What you should do -
Only the number is wanted: tally the lines below that contain the word "VCHashMap".

Supplied material -
──────
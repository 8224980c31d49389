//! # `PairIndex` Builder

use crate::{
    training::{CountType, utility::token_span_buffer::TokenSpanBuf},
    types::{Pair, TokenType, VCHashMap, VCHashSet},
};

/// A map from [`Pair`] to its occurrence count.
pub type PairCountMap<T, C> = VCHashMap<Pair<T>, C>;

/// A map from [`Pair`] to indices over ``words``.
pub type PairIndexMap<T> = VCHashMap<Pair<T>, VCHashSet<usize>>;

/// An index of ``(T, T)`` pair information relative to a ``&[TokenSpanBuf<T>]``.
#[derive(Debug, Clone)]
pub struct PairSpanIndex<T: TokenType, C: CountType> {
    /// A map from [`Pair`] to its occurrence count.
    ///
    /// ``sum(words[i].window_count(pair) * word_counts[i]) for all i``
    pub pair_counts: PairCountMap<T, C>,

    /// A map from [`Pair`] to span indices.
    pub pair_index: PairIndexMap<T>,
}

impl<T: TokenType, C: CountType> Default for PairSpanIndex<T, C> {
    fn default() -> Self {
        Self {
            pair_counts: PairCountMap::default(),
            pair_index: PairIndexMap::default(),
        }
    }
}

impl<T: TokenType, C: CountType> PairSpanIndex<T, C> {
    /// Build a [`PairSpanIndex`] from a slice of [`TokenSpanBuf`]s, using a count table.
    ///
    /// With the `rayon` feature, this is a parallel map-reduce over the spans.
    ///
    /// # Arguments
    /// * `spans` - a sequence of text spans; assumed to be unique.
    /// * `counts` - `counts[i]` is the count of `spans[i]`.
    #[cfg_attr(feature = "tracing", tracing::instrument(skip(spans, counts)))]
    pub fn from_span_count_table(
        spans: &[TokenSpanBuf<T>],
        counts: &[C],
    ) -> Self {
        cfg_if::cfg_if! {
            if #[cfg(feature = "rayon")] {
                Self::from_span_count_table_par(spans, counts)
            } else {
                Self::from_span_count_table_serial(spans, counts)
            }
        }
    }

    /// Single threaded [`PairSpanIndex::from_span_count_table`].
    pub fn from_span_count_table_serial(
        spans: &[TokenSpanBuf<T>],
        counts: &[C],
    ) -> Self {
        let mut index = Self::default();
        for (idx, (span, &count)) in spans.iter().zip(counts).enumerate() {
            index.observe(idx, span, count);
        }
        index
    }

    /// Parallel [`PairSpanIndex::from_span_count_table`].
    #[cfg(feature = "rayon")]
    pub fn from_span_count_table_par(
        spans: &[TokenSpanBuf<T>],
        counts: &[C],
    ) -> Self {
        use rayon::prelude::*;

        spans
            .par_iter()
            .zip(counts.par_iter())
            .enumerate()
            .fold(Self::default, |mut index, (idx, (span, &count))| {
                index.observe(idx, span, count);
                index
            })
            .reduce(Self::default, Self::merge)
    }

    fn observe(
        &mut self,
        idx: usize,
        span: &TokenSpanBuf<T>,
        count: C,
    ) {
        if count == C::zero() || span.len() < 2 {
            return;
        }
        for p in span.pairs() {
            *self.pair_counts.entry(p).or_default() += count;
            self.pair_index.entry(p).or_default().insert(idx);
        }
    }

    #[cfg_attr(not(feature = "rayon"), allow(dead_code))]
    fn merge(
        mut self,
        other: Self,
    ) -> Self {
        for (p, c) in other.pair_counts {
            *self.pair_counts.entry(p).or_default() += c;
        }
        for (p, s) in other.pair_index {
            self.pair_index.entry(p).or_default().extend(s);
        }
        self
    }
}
──────
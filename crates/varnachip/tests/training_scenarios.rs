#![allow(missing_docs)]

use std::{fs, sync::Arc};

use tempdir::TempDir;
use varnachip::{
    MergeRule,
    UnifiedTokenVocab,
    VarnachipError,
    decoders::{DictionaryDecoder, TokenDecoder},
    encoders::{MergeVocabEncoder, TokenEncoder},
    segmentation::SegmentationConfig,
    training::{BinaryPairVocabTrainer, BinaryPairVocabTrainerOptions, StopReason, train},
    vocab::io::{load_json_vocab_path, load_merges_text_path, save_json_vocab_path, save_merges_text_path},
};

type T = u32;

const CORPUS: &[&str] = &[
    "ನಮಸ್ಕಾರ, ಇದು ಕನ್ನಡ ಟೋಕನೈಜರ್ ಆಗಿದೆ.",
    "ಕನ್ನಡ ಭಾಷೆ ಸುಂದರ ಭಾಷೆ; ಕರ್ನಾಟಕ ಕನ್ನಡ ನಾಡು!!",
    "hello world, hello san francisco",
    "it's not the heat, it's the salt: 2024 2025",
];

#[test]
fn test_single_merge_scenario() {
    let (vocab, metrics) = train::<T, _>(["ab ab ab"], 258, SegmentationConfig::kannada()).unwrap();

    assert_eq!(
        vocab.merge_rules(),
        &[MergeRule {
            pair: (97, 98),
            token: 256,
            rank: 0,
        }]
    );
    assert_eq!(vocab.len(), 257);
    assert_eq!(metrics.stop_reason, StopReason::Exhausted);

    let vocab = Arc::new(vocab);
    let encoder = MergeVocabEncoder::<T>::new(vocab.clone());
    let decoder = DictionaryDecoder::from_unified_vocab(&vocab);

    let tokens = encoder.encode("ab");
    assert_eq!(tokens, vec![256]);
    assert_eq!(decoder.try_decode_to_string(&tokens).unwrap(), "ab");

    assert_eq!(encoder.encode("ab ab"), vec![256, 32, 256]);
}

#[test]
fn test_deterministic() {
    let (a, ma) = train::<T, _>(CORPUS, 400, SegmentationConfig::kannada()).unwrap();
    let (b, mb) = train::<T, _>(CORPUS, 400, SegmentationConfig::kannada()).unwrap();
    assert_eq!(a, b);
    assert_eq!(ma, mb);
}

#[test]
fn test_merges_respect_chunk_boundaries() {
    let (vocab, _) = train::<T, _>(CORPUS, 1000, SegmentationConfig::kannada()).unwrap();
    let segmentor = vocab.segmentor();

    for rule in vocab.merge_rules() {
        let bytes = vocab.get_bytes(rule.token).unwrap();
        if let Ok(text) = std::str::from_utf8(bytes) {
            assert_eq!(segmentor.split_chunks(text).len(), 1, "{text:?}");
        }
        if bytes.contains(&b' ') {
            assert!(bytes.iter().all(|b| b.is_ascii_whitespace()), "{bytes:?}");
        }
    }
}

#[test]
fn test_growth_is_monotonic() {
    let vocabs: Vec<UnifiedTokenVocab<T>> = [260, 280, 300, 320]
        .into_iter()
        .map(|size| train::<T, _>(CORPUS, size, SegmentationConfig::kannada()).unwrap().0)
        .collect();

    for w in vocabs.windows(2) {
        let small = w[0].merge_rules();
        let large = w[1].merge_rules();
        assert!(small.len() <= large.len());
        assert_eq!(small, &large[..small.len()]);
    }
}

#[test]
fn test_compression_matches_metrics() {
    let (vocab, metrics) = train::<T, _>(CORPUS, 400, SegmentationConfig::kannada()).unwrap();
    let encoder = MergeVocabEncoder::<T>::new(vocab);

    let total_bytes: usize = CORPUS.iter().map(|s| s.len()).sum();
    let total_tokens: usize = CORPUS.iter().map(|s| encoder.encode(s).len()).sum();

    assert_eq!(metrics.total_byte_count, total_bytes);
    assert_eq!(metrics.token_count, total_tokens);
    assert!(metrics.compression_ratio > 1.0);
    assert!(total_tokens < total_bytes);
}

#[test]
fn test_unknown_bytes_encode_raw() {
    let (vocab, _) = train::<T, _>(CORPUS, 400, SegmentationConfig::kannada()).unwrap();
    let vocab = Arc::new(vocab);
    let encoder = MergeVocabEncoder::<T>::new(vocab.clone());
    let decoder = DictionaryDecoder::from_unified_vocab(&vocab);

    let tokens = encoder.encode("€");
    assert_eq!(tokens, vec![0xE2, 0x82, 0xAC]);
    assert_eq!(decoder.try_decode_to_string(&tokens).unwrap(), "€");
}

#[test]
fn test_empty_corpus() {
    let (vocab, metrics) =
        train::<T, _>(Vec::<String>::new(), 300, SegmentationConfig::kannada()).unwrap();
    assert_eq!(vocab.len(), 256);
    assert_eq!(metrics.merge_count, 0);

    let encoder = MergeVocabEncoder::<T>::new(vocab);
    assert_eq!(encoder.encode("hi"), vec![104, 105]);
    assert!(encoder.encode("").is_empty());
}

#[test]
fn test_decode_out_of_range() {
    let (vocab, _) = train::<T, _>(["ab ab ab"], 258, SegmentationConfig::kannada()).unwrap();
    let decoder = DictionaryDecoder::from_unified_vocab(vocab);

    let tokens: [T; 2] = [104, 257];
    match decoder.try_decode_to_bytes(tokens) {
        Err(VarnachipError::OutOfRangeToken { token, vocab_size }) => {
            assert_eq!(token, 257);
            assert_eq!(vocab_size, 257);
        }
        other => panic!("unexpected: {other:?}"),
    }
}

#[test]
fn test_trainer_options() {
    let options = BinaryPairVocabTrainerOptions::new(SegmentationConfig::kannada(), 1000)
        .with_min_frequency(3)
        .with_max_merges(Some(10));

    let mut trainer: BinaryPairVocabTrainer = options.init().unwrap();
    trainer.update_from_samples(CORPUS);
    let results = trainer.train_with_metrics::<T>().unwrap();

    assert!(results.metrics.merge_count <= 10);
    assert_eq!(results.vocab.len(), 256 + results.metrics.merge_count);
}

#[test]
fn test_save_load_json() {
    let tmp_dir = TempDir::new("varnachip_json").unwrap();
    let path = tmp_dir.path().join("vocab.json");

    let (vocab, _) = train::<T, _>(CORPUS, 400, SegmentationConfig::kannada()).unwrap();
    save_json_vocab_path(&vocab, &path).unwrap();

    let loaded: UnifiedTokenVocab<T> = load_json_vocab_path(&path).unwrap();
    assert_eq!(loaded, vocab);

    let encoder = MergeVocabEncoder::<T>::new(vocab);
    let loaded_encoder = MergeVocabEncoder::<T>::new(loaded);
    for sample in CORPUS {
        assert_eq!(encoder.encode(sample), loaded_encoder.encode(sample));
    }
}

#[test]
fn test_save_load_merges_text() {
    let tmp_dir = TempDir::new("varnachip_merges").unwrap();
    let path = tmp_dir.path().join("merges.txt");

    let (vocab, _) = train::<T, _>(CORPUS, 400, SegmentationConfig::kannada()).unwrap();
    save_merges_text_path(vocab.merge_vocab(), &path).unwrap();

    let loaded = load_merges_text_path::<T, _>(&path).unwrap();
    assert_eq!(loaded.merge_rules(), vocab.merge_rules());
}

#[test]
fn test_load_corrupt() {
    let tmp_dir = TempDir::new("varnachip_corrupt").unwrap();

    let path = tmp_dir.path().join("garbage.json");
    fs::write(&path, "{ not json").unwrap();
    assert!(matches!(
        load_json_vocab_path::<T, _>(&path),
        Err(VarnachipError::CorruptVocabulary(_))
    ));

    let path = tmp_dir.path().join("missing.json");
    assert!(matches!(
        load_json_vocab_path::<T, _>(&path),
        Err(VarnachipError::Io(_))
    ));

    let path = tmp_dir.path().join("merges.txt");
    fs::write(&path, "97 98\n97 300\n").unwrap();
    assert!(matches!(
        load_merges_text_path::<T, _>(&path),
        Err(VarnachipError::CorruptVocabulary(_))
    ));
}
──────
Task answer -
3